Breeding Some Things In, Breeds Other Things Out

Breeding is a delicate art. It’s about balancing desirable traits while minimizing less desirable ones. Some breeders are looking for certain color profiles or the shape of a tail. The way genes are grouped on strands means that when you breed some things in, you breed other things out. 

I love to point out the story of the scientists that Stalin exiled into Siberia. They were tasked with breeding foxes for fur production. They couldn’t help but tinker with the breeding, and wondered if they could breed for temperament and get tame foxes. Unexpectedly, after several generations of breeding sweet and gentle foxes, they started seeing dog-like coloring in the fox population, even foxes with spots. It turns out that docile temperaments were woven into the gene expression for spots! Well, our dogs do not have the darkest and robust colors as you might find somewhere else. They are not the shiniest, because the very proteins that make a dog coat gleam are the proteins that we are allergic to! Our colors fade from dark chocolate brown at birth to butterscotch layers at three years old. We’re not just aiming for a dog that doesn’t shed, like many doodle breeders. We are aiming for a very low protein count, so that there is very little dander, so that we can enjoy their companionship without breathing issues and sinus infections, and so that we can bring them places where other people might also be vulnerable to these issues. As a bonus, they don’t smell much like dogs! 

What we do aim for is rock-solid temperament. We want a calm and intelligent dog who can be trusted with our grandchildren and won’t knock us over. 

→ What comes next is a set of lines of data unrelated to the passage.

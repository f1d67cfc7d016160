//! Market Square Storefront - Public cart and navigation service.
//!
//! This binary serves the storefront JSON surface on port 3000.
//!
//! # Architecture
//!
//! - Axum web framework, JSON responses
//! - Cart state carried entirely in a client-readable cookie
//! - Catalog snapshot (products and categories) loaded from disk at startup
//!
//! The storefront holds no database connection; the catalog store and any
//! durable cart storage are separate services.

#![cfg_attr(not(test), forbid(unsafe_code))]

use marketsquare_storefront::catalog::Catalog;
use marketsquare_storefront::config::StorefrontConfig;
use marketsquare_storefront::state::AppState;
use sentry::integrations::tracing as sentry_tracing;
use tracing_subscriber::{layer::SubscriberExt, util::SubscriberInitExt};

/// Initialize Sentry error tracking and return guard that must be kept alive.
fn init_sentry(config: &StorefrontConfig) -> Option<sentry::ClientInitGuard> {
    let dsn = config.sentry_dsn.as_ref()?;

    let guard = sentry::init((
        dsn.as_str(),
        sentry::ClientOptions {
            release: sentry::release_name!(),
            environment: config
                .sentry_environment
                .clone()
                .map(std::borrow::Cow::Owned),
            attach_stacktrace: true,
            ..Default::default()
        },
    ));

    tracing::info!("Sentry initialized");
    Some(guard)
}

/// Filter tracing events to Sentry event types.
fn sentry_event_filter(metadata: &tracing::Metadata<'_>) -> sentry_tracing::EventFilter {
    match *metadata.level() {
        tracing::Level::ERROR | tracing::Level::WARN => sentry_tracing::EventFilter::Event,
        tracing::Level::INFO | tracing::Level::DEBUG => sentry_tracing::EventFilter::Breadcrumb,
        _ => sentry_tracing::EventFilter::Ignore,
    }
}

#[tokio::main]
async fn main() {
    // Load configuration from environment (needed for Sentry init)
    let config = StorefrontConfig::from_env().expect("Failed to load configuration");

    // Initialize Sentry (must be done before tracing subscriber)
    let _sentry_guard = init_sentry(&config);

    // Defaults to info level for our crate if RUST_LOG is not set
    let env_filter = tracing_subscriber::EnvFilter::try_from_default_env().unwrap_or_else(|_| {
        "marketsquare_storefront=info,marketsquare_core=info,tower_http=debug".into()
    });

    tracing_subscriber::registry()
        .with(env_filter)
        .with(tracing_subscriber::fmt::layer())
        .with(sentry_tracing::layer().event_filter(sentry_event_filter))
        .init();

    let catalog = Catalog::load_or_empty(&config.catalog_path).await;
    let state = AppState::new(config.clone(), catalog);

    let app = marketsquare_storefront::app(state)
        // Sentry layers (outermost for full request coverage)
        .layer(sentry_tower::NewSentryLayer::new_from_top())
        .layer(sentry_tower::SentryHttpLayer::new().enable_transaction());

    let addr = config.socket_addr();
    tracing::info!("storefront listening on {}", addr);

    let listener = tokio::net::TcpListener::bind(addr)
        .await
        .expect("Failed to bind to address");

    axum::serve(listener, app)
        .with_graceful_shutdown(shutdown_signal())
        .await
        .expect("Server error");
}

/// Wait for shutdown signal (Ctrl+C or SIGTERM).
async fn shutdown_signal() {
    let ctrl_c = async {
        tokio::signal::ctrl_c()
            .await
            .expect("Failed to install Ctrl+C handler");
    };

    #[cfg(unix)]
    let terminate = async {
        tokio::signal::unix::signal(tokio::signal::unix::SignalKind::terminate())
            .expect("Failed to install signal handler")
            .recv()
            .await;
    };

    #[cfg(not(unix))]
    let terminate = std::future::pending::<()>();

    tokio::select! {
        () = ctrl_c => {},
        () = terminate => {},
    }

    tracing::info!("Shutdown signal received, starting graceful shutdown");
}
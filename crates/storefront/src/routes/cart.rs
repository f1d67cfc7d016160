//! Cart route handlers.
//!
//! The cart is read from and written back to the `cart` cookie on every
//! request; there is no server-side cart. Product data shown for each line
//! comes from the catalog snapshot when the product is known there, and from
//! the copy cached in the cart otherwise.

use axum::{Form, Json, extract::State};
use serde::{Deserialize, Serialize};
use tracing::{debug, instrument};

use marketsquare_core::{Cart, CartItem, CurrencyCode, ProductSnapshot, read_cart};

use crate::catalog::Catalog;
use crate::error::{AppError, Result};
use crate::middleware::CookieCartSlot;
use crate::state::AppState;

/// Cart line display data.
#[derive(Debug, Clone, Serialize, Deserialize)]
pub struct CartItemView {
    pub product_id: String,
    pub quantity: u32,
    pub title: String,
    pub slug: Option<String>,
    pub brand: Option<String>,
    pub image: Option<String>,
    pub price_minor_units: Option<i64>,
    pub currency: Option<CurrencyCode>,
    /// Formatted unit price, e.g. `₺1299.00`.
    pub price: Option<String>,
    /// True when the catalog did not know the product and the cart's cached
    /// copy (or nothing) was used.
    pub from_cache: bool,
}

/// Cart display data.
#[derive(Debug, Clone, Serialize, Deserialize)]
pub struct CartView {
    pub items: Vec<CartItemView>,
    pub item_count: u64,
}

/// Cart count badge.
#[derive(Debug, Clone, Serialize, Deserialize)]
pub struct CartCount {
    pub count: u64,
}

// =============================================================================
// Type Conversions
// =============================================================================

impl CartView {
    /// Render `cart` against the current catalog.
    #[must_use]
    pub fn build(cart: &Cart, catalog: &Catalog) -> Self {
        Self {
            items: cart
                .items()
                .iter()
                .map(|item| CartItemView::build(item, catalog))
                .collect(),
            item_count: cart.item_count(),
        }
    }
}

impl CartItemView {
    fn build(item: &CartItem, catalog: &Catalog) -> Self {
        let fresh = catalog.product(item.product_id.as_str());
        let snapshot: Option<&ProductSnapshot> = fresh.or(item.product.as_ref());

        Self {
            product_id: item.product_id.to_string(),
            quantity: item.qty,
            title: snapshot.map_or_else(|| item.product_id.to_string(), |p| p.title.clone()),
            slug: snapshot.and_then(|p| p.slug.clone()),
            brand: snapshot.and_then(|p| p.brand.clone()),
            image: snapshot.and_then(|p| p.image.clone()),
            price_minor_units: snapshot.and_then(|p| p.price_minor_units),
            currency: snapshot.and_then(|p| p.currency),
            price: snapshot.and_then(ProductSnapshot::price).map(|m| m.to_string()),
            from_cache: fresh.is_none(),
        }
    }
}

// =============================================================================
// Forms
// =============================================================================

/// Add to cart form data.
#[derive(Debug, Deserialize)]
pub struct AddToCartForm {
    pub product_id: String,
    pub quantity: Option<i64>,
}

/// Update cart form data.
#[derive(Debug, Deserialize)]
pub struct UpdateCartForm {
    pub product_id: String,
    pub quantity: i64,
}

/// Remove from cart form data.
#[derive(Debug, Deserialize)]
pub struct RemoveFromCartForm {
    pub product_id: String,
}

fn require_product_id(product_id: &str) -> Result<()> {
    if product_id.trim().is_empty() {
        return Err(AppError::BadRequest("product_id is required".to_string()));
    }
    Ok(())
}

// =============================================================================
// Handlers
// =============================================================================

/// Display the cart.
#[instrument(skip(state, slot))]
pub async fn show(State(state): State<AppState>, slot: CookieCartSlot) -> Json<CartView> {
    let cart = read_cart(&slot);
    Json(CartView::build(&cart, state.catalog()))
}

/// Add an item to the cart.
///
/// The catalog's current snapshot is cached on the line so the cart still
/// renders if the catalog later becomes unavailable.
#[instrument(skip(state, slot))]
pub async fn add(
    State(state): State<AppState>,
    mut slot: CookieCartSlot,
    Form(form): Form<AddToCartForm>,
) -> Result<(CookieCartSlot, Json<CartView>)> {
    require_product_id(&form.product_id)?;

    let snapshot = state.catalog().product(&form.product_id).cloned();
    if snapshot.is_none() {
        debug!(product_id = %form.product_id, "Product not in catalog; adding without snapshot");
    }

    let cart = read_cart(&slot).add_item(form.product_id, form.quantity.unwrap_or(1), snapshot);
    slot.store(&cart)?;

    let view = CartView::build(&cart, state.catalog());
    Ok((slot, Json(view)))
}

/// Set an item's quantity. Zero or less removes it.
#[instrument(skip(state, slot))]
pub async fn update(
    State(state): State<AppState>,
    mut slot: CookieCartSlot,
    Form(form): Form<UpdateCartForm>,
) -> Result<(CookieCartSlot, Json<CartView>)> {
    require_product_id(&form.product_id)?;

    let cart = read_cart(&slot).set_qty(&form.product_id, form.quantity);
    slot.store(&cart)?;

    let view = CartView::build(&cart, state.catalog());
    Ok((slot, Json(view)))
}

/// Remove an item from the cart.
#[instrument(skip(state, slot))]
pub async fn remove(
    State(state): State<AppState>,
    mut slot: CookieCartSlot,
    Form(form): Form<RemoveFromCartForm>,
) -> Result<(CookieCartSlot, Json<CartView>)> {
    require_product_id(&form.product_id)?;

    let cart = read_cart(&slot).remove_item(&form.product_id);
    slot.store(&cart)?;

    let view = CartView::build(&cart, state.catalog());
    Ok((slot, Json(view)))
}

/// Cart count badge.
#[instrument(skip(slot))]
pub async fn count(slot: CookieCartSlot) -> Json<CartCount> {
    Json(CartCount {
        count: read_cart(&slot).item_count(),
    })
}
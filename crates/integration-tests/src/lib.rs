//! Integration tests for Market Square.
//!
//! # Running Tests
//!
//! ```bash
//! cargo test -p marketsquare-integration-tests
//! ```
//!
//! # Test Categories
//!
//! - `storefront_cart` - Cart endpoints and the cookie round trip
//! - `storefront_categories` - Category tree and breadcrumb endpoints
//!
//! The helpers below drive the storefront router in-process with
//! `tower::ServiceExt::oneshot`; no server or network is involved.

use axum::{
    Router,
    body::Body,
    http::{HeaderMap, Request, StatusCode, header},
};
use tower::ServiceExt;

use marketsquare_core::{CategoryId, CategoryRecord, CurrencyCode, ProductSnapshot};
use marketsquare_storefront::catalog::{Catalog, CatalogSnapshot};
use marketsquare_storefront::config::{ConfigError, StorefrontConfig};
use marketsquare_storefront::state::AppState;

/// A response reduced to what the tests look at.
#[derive(Debug)]
pub struct TestResponse {
    pub status: StatusCode,
    pub headers: HeaderMap,
    pub body: String,
}

impl TestResponse {
    /// Parse the body as JSON.
    ///
    /// # Errors
    ///
    /// Returns an error if the body is not valid JSON.
    pub fn json(&self) -> Result<serde_json::Value, serde_json::Error> {
        serde_json::from_str(&self.body)
    }

    /// The `cart=...` pair from `Set-Cookie`, ready to send back.
    #[must_use]
    pub fn cart_cookie(&self) -> Option<String> {
        self.headers
            .get_all(header::SET_COOKIE)
            .iter()
            .filter_map(|value| value.to_str().ok())
            .filter_map(|value| value.split(';').next())
            .find(|pair| pair.starts_with("cart="))
            .map(String::from)
    }
}

/// Storefront configuration for tests (plain http, no Sentry).
///
/// # Errors
///
/// Returns an error if the fixed test configuration fails to load.
pub fn test_config() -> Result<StorefrontConfig, ConfigError> {
    StorefrontConfig::from_lookup(|key| match key {
        "STOREFRONT_BASE_URL" => Some("http://localhost:3000".to_string()),
        _ => None,
    })
}

/// A small catalog with two products and a three-level category tree.
#[must_use]
pub fn sample_catalog() -> Catalog {
    let kettle = ProductSnapshot {
        slug: Some("celik-kettle".to_string()),
        brand: Some("Arzum".to_string()),
        price_minor_units: Some(89_900),
        currency: Some(CurrencyCode::TRY),
        image: Some("https://cdn.example.com/kettle.jpg".to_string()),
        ..ProductSnapshot::new("p-kettle", "Çelik Kettle")
    };
    let grinder = ProductSnapshot {
        price_minor_units: Some(4_500),
        currency: Some(CurrencyCode::EUR),
        ..ProductSnapshot::new("p-grinder", "Coffee Grinder")
    };

    let parent = |id: &str| Some(CategoryId::new(id));
    Catalog::from_snapshot(CatalogSnapshot {
        products: vec![kettle, grinder],
        categories: vec![
            CategoryRecord::new("c-home", "ev", "Ev", None),
            CategoryRecord::new("c-kitchen", "mutfak", "Mutfak", parent("c-home")),
            CategoryRecord::new("c-small", "kucuk-ev-aletleri", "Küçük Ev Aletleri", parent("c-kitchen")),
            CategoryRecord::new("c-sale", "indirim", "İndirim", parent("c-missing")),
            CategoryRecord::new("c-loop", "dongu", "Döngü", parent("c-loop")),
        ],
    })
}

/// Router over `catalog`.
///
/// # Errors
///
/// Returns an error if the test configuration fails to load.
pub fn test_app(catalog: Catalog) -> Result<Router, ConfigError> {
    Ok(marketsquare_storefront::app(AppState::new(test_config()?, catalog)))
}

/// Send one request through `app`.
///
/// # Errors
///
/// Returns an error if the request cannot be built or the body read.
pub async fn send(
    app: &Router,
    method: &str,
    uri: &str,
    cookie: Option<&str>,
    form: Option<&str>,
) -> Result<TestResponse, Box<dyn std::error::Error>> {
    let mut builder = Request::builder().method(method).uri(uri);
    if let Some(cookie) = cookie {
        builder = builder.header(header::COOKIE, cookie);
    }
    let body = match form {
        Some(form) => {
            builder = builder.header(header::CONTENT_TYPE, "application/x-www-form-urlencoded");
            Body::from(form.to_string())
        }
        None => Body::empty(),
    };

    let response = app.clone().oneshot(builder.body(body)?).await?;
    let status = response.status();
    let headers = response.headers().clone();
    let bytes = axum::body::to_bytes(response.into_body(), usize::MAX).await?;

    Ok(TestResponse {
        status,
        headers,
        body: String::from_utf8(bytes.to_vec())?,
    })
}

Furthermore, we feel a special responsibility, because we brought these dogs into the world, to make sure that they don’t live their lives with chronic pain. The radiological measurements of their parents’ hips are very important to us in choosing breeding animals, because it means that their progeny are comfortable and strong. Also, we have their eyes evaluated every eighteen months to have confidence that they won’t transmit the eye problems that poodles are notorious for. Our dogs are all tested with PennHIP, OFA elbows, CAER eyes, and a full genetic panel, securing Golden Paw status with the AALA. This is our commitment to the quality of life for our puppies’ future. 

Additionally, because owning our dogs is expensive, financially and emotionally, we feel responsible to do what we can to see that they will live a long life. We genetically test them so that we can be confident that they are not carrying for the big five dog killing disorders. We know that you will fall in love with this dog, and your children will. In our breeding choices, we don’t set you up for probable heartbreak.

Hypoallergenic, trainable, calm, healthy! Those are our targets!